Currently, Phase I production line of Innostar New Materials has a production capacity of 30 tons of sulfide solid-state electrolyte per year, with products covering various particle size specifications and electrolyte membranes, and samples have been sent to several leading battery companies for testing. According to the plan, Phase II production line, which will be launched in the second half of 2026, will increase the capacity to 300-500 tons/year, meeting the material needs of hundred-megawatt-scale battery projects.

"Future 'Three-Step' Plan: From Materials to Batteries, Targeting Next-Generation Technologies"

Inse Materials' ambitions extend far beyond electrolytes. The company's founder revealed that future research and development will focus on three major directions:

1. Deepen sulfide technology: optimize low-pressure adaptability, reduce battery assembly process difficulty, and promote the transformation of solid-state batteries from "laboratory samples" to "automotive-grade products."

2. Expand Anode Compatibility: Upgrade the matching degree of silicon-carbon anode materials to adapt to high-energy-density battery systems, helping electric vehicles achieve a range of over 1000 kilometers.

3. Layout of Frontier Fields: Explore lithium-rich manganese-based cathodes, lithium metal anodes, and anode-free systems to build up "ammunition" for solid-state battery technology iterations beyond 2030.

Solid-state battery "materials war" ignites: Can the Chinese contingent lead the world?

In the beginning of 2026, the solid-state battery sector is experiencing a wave of financing. From material breakthroughs by Yinshi New Materials, to equipment innovation by Gaoneng Shuzhao, and cross-industry entry by Jingke Energy, China's industrial chain is impacting the global market with a "full-chain effort."

Challenges remain.

Cost Challenge: The current cost of sulfide electrolytes is 5-10 times higher than that of liquid electrolytes, requiring cost reduction through scaled-up production.
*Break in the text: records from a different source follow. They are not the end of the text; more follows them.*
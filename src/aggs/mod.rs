//! Aggregate definitions
//!
//! - `registry`: tagged aggregate definitions and the registry built at startup
//! - `results`: the name → value mapping post-aggregates read from
//! - `xrootd`: aggregates over xrootd file-access events

pub mod registry;
pub mod results;
pub mod xrootd;

pub use registry::{AggDefinition, AggInfo, AggKind, AggRegistry};
pub use results::AggResults;
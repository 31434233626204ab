use thiserror::Error;

#[derive(Error, Debug)]
pub enum AggError {
    #[error("Missing column: {0}")]
    MissingColumn(String),

    #[error("Column {name} must be numeric, found {dtype}")]
    NonNumericColumn { name: String, dtype: String },

    #[error("Missing aggregate result: {0}")]
    MissingKey(String),

    #[error("Aggregate {name} produced a non-finite value: {value}")]
    NonFinite { name: String, value: f64 },

    #[error("Aggregate already registered: {0}")]
    DuplicateAgg(String),

    #[error("No aggregates registered for source: {0}")]
    UnknownSource(String),

    #[error("Post-aggregation dependency cycle involving: {0}")]
    DependencyCycle(String),

    #[error("Unsupported input file: {0}")]
    UnsupportedInput(String),

    #[error("Config error: {0}")]
    Config(String),

    #[error("IO error: {0}")]
    Io(#[from] std::io::Error),

    #[error("JSON error: {0}")]
    Json(#[from] serde_json::Error),

    #[error("Polars error: {0}")]
    Polars(#[from] polars::prelude::PolarsError),
}

pub type Result<T> = std::result::Result<T, AggError>;
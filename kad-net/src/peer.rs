//! `PeerAddr` and `Peer` (spec.md §3).

use std::net::{AddrParseError, IpAddr, SocketAddr};
use std::time::Instant;

use kad_protocol::{ContactInfo, NodeId};

/// Transport address of a peer. Immutable after construction — a peer that
/// changes address is a different `Peer` as far as the routing table is
/// concerned.
pub type PeerAddr = SocketAddr;

/// A known peer: its identity, address, and the last time it was observed.
///
/// Two peers are equal iff their ids are equal (spec.md §3); `last_seen` and
/// `alive` are mutable bookkeeping, not part of identity.
#[derive(Debug, Clone)]
pub struct Peer {
    pub id: NodeId,
    pub addr: PeerAddr,
    pub last_seen: Instant,
}

impl Peer {
    pub fn new(id: NodeId, addr: PeerAddr) -> Self {
        Self {
            id,
            addr,
            last_seen: Instant::now(),
        }
    }

    pub fn touch(&mut self) {
        self.last_seen = Instant::now();
    }

    pub fn to_contact_info(&self) -> ContactInfo {
        ContactInfo {
            ip: self.addr.ip().to_string(),
            port: self.addr.port(),
            id: self.id,
        }
    }
}

impl TryFrom<&ContactInfo> for Peer {
    type Error = AddrParseError;

    fn try_from(contact: &ContactInfo) -> Result<Self, Self::Error> {
        let ip: IpAddr = contact.ip.parse()?;
        Ok(Peer::new(contact.id, SocketAddr::new(ip, contact.port)))
    }
}

impl PartialEq for Peer {
    fn eq(&self, other: &Self) -> bool {
        self.id == other.id
    }
}

impl Eq for Peer {}
use vergen::EmitBuilder;

fn main() {
    if let Err(e) = EmitBuilder::builder()
        .build_timestamp()
        .git_sha(true)
        .git_branch()
        .emit()
    {
        // Building outside of a git checkout (e.g. from a source tarball) is fine;
        // the consumer falls back to "unknown" for the git-derived fields.
        println!("cargo:warning=vergen could not collect build info: {e}");
    }
}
Ecological synergy: Materials, battery cells, and automakers need to form a "research and development - validation - mass production" closed loop to avoid "single-point breakthroughs" becoming "technology silos."

Opportunities abound.

It is predicted that the global solid-state battery market will exceed $150 billion by 2030, with materials accounting for over 40%. Leveraging a complete industrial chain and policy support, China is expected to dominate key areas such as sulfide electrolytes and silicon-based anodes.

Conclusion:

The commercialization of solid-state batteries is a game of "technological patience" versus "capital ambition." Inherent Materials' financing is not only a recognition of material innovation by capital, but also an epitome of the Chinese industrial chain moving towards "high-precision and cutting-edge." When more companies like "Inherent Materials" emerge, the "ultimate form" of solid-state batteries may no longer be distant—at that time, electric vehicles will bid farewell to "range anxiety," energy storage will usher in a "safety revolution," and China may stand at the forefront of this transformation.